**** Supplied material ****
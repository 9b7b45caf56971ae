//! Four-prism depth carousel.
//!
//! Each prism sits in a [`Slot`] derived from its distance to the centred
//! prism around the cycle. Navigating moves every prism one slot along a
//! fixed table; the one prism whose path would sweep across the whole lineup
//! jumps instead of tweening.

use crate::constants::PRISM_COUNT;
use crate::registry::Direction;
use crate::scene::{NodeId, Scene};

#[derive(Clone, Copy, Debug, PartialEq, Eq, Hash)]
pub enum Slot {
    Center,
    Far,
    Farther,
    Behind,
}

impl Slot {
    pub const ORDER: [Slot; PRISM_COUNT] =
        [Slot::Center, Slot::Far, Slot::Farther, Slot::Behind];

    /// Slot of prism `index` while `centered` is in front.
    pub fn of(index: usize, centered: usize) -> Slot {
        Self::ORDER[(index + PRISM_COUNT - centered % PRISM_COUNT) % PRISM_COUNT]
    }

    /// Position in [`Slot::ORDER`], also the index into the slot depth table.
    pub fn ordinal(self) -> usize {
        match self {
            Slot::Center => 0,
            Slot::Far => 1,
            Slot::Farther => 2,
            Slot::Behind => 3,
        }
    }
}

#[derive(Clone, Copy, Debug, PartialEq, Eq)]
pub enum Transition {
    Animate(Slot),
    Snap(Slot),
}

impl Transition {
    pub fn destination(self) -> Slot {
        match self {
            Transition::Animate(s) | Transition::Snap(s) => s,
        }
    }
}

pub fn transition(from: Slot, direction: Direction) -> Transition {
    use Slot::*;
    use Transition::*;
    match (direction, from) {
        (Direction::Next, Center) => Animate(Behind),
        (Direction::Next, Far) => Animate(Center),
        (Direction::Next, Farther) => Animate(Far),
        (Direction::Next, Behind) => Snap(Farther),
        (Direction::Previous, Center) => Animate(Far),
        (Direction::Previous, Far) => Animate(Farther),
        (Direction::Previous, Farther) => Snap(Behind),
        (Direction::Previous, Behind) => Animate(Center),
    }
}

/// `1 - (1 - t)^3` with `t` clamped to \[0, 1\].
#[inline]
pub fn ease_out_cubic(t: f64) -> f64 {
    let t = t.clamp(0.0, 1.0);
    1.0 - (1.0 - t).powi(3)
}

#[derive(Clone, Copy, Debug, PartialEq)]
pub struct DepthTween {
    pub from: f32,
    pub to: f32,
    pub started_ms: f64,
    pub duration_ms: f64,
}

impl DepthTween {
    pub fn progress(&self, now_ms: f64) -> f64 {
        if self.duration_ms <= 0.0 {
            return 1.0;
        }
        ((now_ms - self.started_ms) / self.duration_ms).clamp(0.0, 1.0)
    }

    pub fn sample(&self, now_ms: f64) -> f32 {
        let e = ease_out_cubic(self.progress(now_ms)) as f32;
        self.from + (self.to - self.from) * e
    }

    pub fn is_finished(&self, now_ms: f64) -> bool {
        self.progress(now_ms) >= 1.0
    }
}

#[derive(Clone, Debug)]
pub struct Carousel {
    prisms: [NodeId; PRISM_COUNT],
    centered: usize,
    tweens: [Option<DepthTween>; PRISM_COUNT],
    slot_depths: [f32; PRISM_COUNT],
    duration_ms: f64,
}

impl Carousel {
    pub fn new(
        prisms: [NodeId; PRISM_COUNT],
        slot_depths: [f32; PRISM_COUNT],
        duration_ms: f64,
    ) -> Self {
        Self {
            prisms,
            centered: 0,
            tweens: [None; PRISM_COUNT],
            slot_depths,
            duration_ms,
        }
    }

    pub fn centered(&self) -> usize {
        self.centered
    }

    pub fn prisms(&self) -> &[NodeId; PRISM_COUNT] {
        &self.prisms
    }

    pub fn previous_index(&self) -> usize {
        (self.centered + PRISM_COUNT - 1) % PRISM_COUNT
    }

    pub fn next_index(&self) -> usize {
        (self.centered + 1) % PRISM_COUNT
    }

    pub fn slot_of(&self, index: usize) -> Slot {
        Slot::of(index, self.centered)
    }

    pub fn depth_for(&self, slot: Slot) -> f32 {
        self.slot_depths[slot.ordinal()]
    }

    pub fn is_animating(&self) -> bool {
        self.tweens.iter().any(Option::is_some)
    }

    /// Put every prism at its slot depth without animating.
    pub fn place(&mut self, scene: &mut Scene) {
        self.tweens = [None; PRISM_COUNT];
        for (i, id) in self.prisms.iter().enumerate() {
            let depth = self.depth_for(self.slot_of(i));
            set_depth(scene, *id, depth);
        }
    }

    pub fn navigate(&mut self, direction: Direction, now_ms: f64, scene: &mut Scene) {
        for i in 0..PRISM_COUNT {
            let id = self.prisms[i];
            match transition(self.slot_of(i), direction) {
                Transition::Animate(to) => {
                    self.tweens[i] = Some(DepthTween {
                        from: depth_of(scene, id),
                        to: self.depth_for(to),
                        started_ms: now_ms,
                        duration_ms: self.duration_ms,
                    });
                }
                Transition::Snap(to) => {
                    self.tweens[i] = None;
                    set_depth(scene, id, self.depth_for(to));
                }
            }
        }
        self.centered = match direction {
            Direction::Next => self.next_index(),
            Direction::Previous => self.previous_index(),
        };
    }

    /// Advance running tweens to `now_ms`, dropping finished ones.
    pub fn tick(&mut self, now_ms: f64, scene: &mut Scene) {
        for (i, slot) in self.tweens.iter_mut().enumerate() {
            if let Some(tween) = slot {
                set_depth(scene, self.prisms[i], tween.sample(now_ms));
                if tween.is_finished(now_ms) {
                    *slot = None;
                }
            }
        }
    }
}

fn depth_of(scene: &Scene, id: NodeId) -> f32 {
    scene
        .get(id)
        .map(|n| n.transform.position.x)
        .unwrap_or(0.0)
}

fn set_depth(scene: &mut Scene, id: NodeId, depth: f32) {
    if let Some(n) = scene.get_mut(id) {
        n.transform.position.x = depth;
    }
}
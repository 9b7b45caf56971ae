use glam::Vec2;
use prism_core::{Direction, PointerPhase};

/// Client coordinates relative to the canvas' top-left corner, in CSS pixels.
#[inline]
pub fn canvas_point(client_x: f64, client_y: f64, left: f64, top: f64) -> Vec2 {
    Vec2::new((client_x - left) as f32, (client_y - top) as f32)
}

#[inline]
pub fn direction_for_key(key: &str) -> Option<Direction> {
    match key {
        "ArrowLeft" => Some(Direction::Previous),
        "ArrowRight" => Some(Direction::Next),
        _ => None,
    }
}

/// Mouse phases whose browser default (text selection, image drag) would
/// fight a prism drag.
#[inline]
pub fn suppresses_mouse_default(phase: PointerPhase) -> bool {
    matches!(phase, PointerPhase::Down | PointerPhase::Move)
}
****
• **Brief**: A faithful, complete reproduction of the listing above is requested.

• **Output below**:
repository 9b7b45caf56971ae
//! Four-prism depth carousel.
//!
//! Each prism sits in a [`Slot`] derived from its distance to the centred
//! prism around the cycle. Navigating moves every prism one slot along a
//! fixed table; the one prism whose path would sweep across the whole lineup
//! jumps instead of tweening.

use crate::constants::PRISM_COUNT;
use crate::registry::Direction;
use crate::scene::{NodeId, Scene};

#[derive(Clone, Copy, Debug, PartialEq, Eq, Hash)]
pub enum Slot {
    Center,
    Far,
    Farther,
    Behind,
}

impl Slot {
    pub const ORDER: [Slot; PRISM_COUNT] =
        [Slot::Center, Slot::Far, Slot::Farther, Slot::Behind];

    /// Slot of prism `index` while `centered` is in front.
    pub fn of(index: usize, centered: usize) -> Slot {
        Self::ORDER[(index + PRISM_COUNT - centered % PRISM_COUNT) % PRISM_COUNT]
    }

    /// Position in [`Slot::ORDER`], also the index into the slot depth table.
    pub fn ordinal(self) -> usize {
        match self {
            Slot::Center => 0,
            Slot::Far => 1,
            Slot::Farther => 2,
            Slot::Behind => 3,
        }
    }
}

#[derive(Clone, Copy, Debug, PartialEq, Eq)]
pub enum Transition {
    Animate(Slot),
    Snap(Slot),
}

impl Transition {
    pub fn destination(self) -> Slot {
        match self {
            Transition::Animate(s) | Transition::Snap(s) => s,
        }
    }
}

pub fn transition(from: Slot, direction: Direction) -> Transition {
    use Slot::*;
    use Transition::*;
    match (direction, from) {
        (Direction::Next, Center) => Animate(Behind),
        (Direction::Next, Far) => Animate(Center),
        (Direction::Next, Farther) => Animate(Far),
        (Direction::Next, Behind) => Snap(Farther),
        (Direction::Previous, Center) => Animate(Far),
        (Direction::Previous, Far) => Animate(Farther),
        (Direction::Previous, Farther) => Snap(Behind),
        (Direction::Previous, Behind) => Animate(Center),
    }
}

/// `1 - (1 - t)^3` with `t` clamped to \[0, 1\].
#[inline]
pub fn ease_out_cubic(t: f64) -> f64 {
    let t = t.clamp(0.0, 1.0);
    1.0 - (1.0 - t).powi(3)
}

#[derive(Clone, Copy, Debug, PartialEq)]
pub struct DepthTween {
    pub from: f32,
    pub to: f32,
    pub started_ms: f64,
    pub duration_ms: f64,
}

impl DepthTween {
    pub fn progress(&self, now_ms: f64) -> f64 {
        if self.duration_ms <= 0.0 {
            return 1.0;
        }
        ((now_ms - self.started_ms) / self.duration_ms).clamp(0.0, 1.0)
    }

    pub fn sample(&self, now_ms: f64) -> f32 {
        let e = ease_out_cubic(self.progress(now_ms)) as f32;
        self.from + (self.to - self.from) * e
    }

    pub fn is_finished(&self, now_ms: f64) -> bool {
        self.progress(now_ms) >= 1.0
    }
}

#[derive(Clone, Debug)]
pub struct Carousel {
    prisms: [NodeId; PRISM_COUNT],
    centered: usize,
    tweens: [Option<DepthTween>; PRISM_COUNT],
    slot_depths: [f32; PRISM_COUNT],
    duration_ms: f64,
}

impl Carousel {
    pub fn new(
        prisms: [NodeId; PRISM_COUNT],
        slot_depths: [f32; PRISM_COUNT],
        duration_ms: f64,
    ) -> Self {
        Self {
            prisms,
            centered: 0,
            tweens: [None; PRISM_COUNT],
            slot_depths,
            duration_ms,
        }
    }

    pub fn centered(&self) -> usize {
        self.centered
    }

    pub fn prisms(&self) -> &[NodeId; PRISM_COUNT] {
        &self.prisms
    }

    pub fn previous_index(&self) -> usize {
        (self.centered + PRISM_COUNT - 1) % PRISM_COUNT
    }

    pub fn next_index(&self) -> usize {
        (self.centered + 1) % PRISM_COUNT
    }

    pub fn slot_of(&self, index: usize) -> Slot {
        Slot::of(index, self.centered)
    }

    pub fn depth_for(&self, slot: Slot) -> f32 {
        self.slot_depths[slot.ordinal()]
    }

    pub fn is_animating(&self) -> bool {
        self.tweens.iter().any(Option::is_some)
    }

    /// Put every prism at its slot depth without animating.
    pub fn place(&mut self, scene: &mut Scene) {
        self.tweens = [None; PRISM_COUNT];
        for (i, id) in self.prisms.iter().enumerate() {
            let depth = self.depth_for(self.slot_of(i));
            set_depth(scene, *id, depth);
        }
    }

    pub fn navigate(&mut self, direction: Direction, now_ms: f64, scene: &mut Scene) {
        for i in 0..PRISM_COUNT {
            let id = self.prisms[i];
            match transition(self.slot_of(i), direction) {
                Transition::Animate(to) => {
                    self.tweens[i] = Some(DepthTween {
                        from: depth_of(scene, id),
                        to: self.depth_for(to),
                        started_ms: now_ms,
                        duration_ms: self.duration_ms,
                    });
                }
                Transition::Snap(to) => {
                    self.tweens[i] = None;
                    set_depth(scene, id, self.depth_for(to));
                }
            }
        }
        self.centered = match direction {
            Direction::Next => self.next_index(),
            Direction::Previous => self.previous_index(),
        };
    }

    /// Advance running tweens to `now_ms`, dropping finished ones.
    pub fn tick(&mut self, now_ms: f64, scene: &mut Scene) {
        for (i, slot) in self.tweens.iter_mut().enumerate() {
            if let Some(tween) = slot {
                set_depth(scene, self.prisms[i], tween.sample(now_ms));
                if tween.is_finished(now_ms) {
                    *slot = None;
                }
            }
        }
    }
}

fn depth_of(scene: &Scene, id: NodeId) -> f32 {
    scene
        .get(id)
        .map(|n| n.transform.position.x)
        .unwrap_or(0.0)
}

fn set_depth(scene: &mut Scene, id: NodeId, depth: f32) {
    if let Some(n) = scene.get_mut(id) {
        n.transform.position.x = depth;
    }
}
repository 9b7b45caf56971ae
use glam::Vec2;
use prism_core::{Direction, PointerPhase};

/// Client coordinates relative to the canvas' top-left corner, in CSS pixels.
#[inline]
pub fn canvas_point(client_x: f64, client_y: f64, left: f64, top: f64) -> Vec2 {
    Vec2::new((client_x - left) as f32, (client_y - top) as f32)
}

#[inline]
pub fn direction_for_key(key: &str) -> Option<Direction> {
    match key {
        "ArrowLeft" => Some(Direction::Previous),
        "ArrowRight" => Some(Direction::Next),
        _ => None,
    }
}

/// Mouse phases whose browser default (text selection, image drag) would
/// fight a prism drag.
#[inline]
pub fn suppresses_mouse_default(phase: PointerPhase) -> bool {
    matches!(phase, PointerPhase::Down | PointerPhase::Move)
}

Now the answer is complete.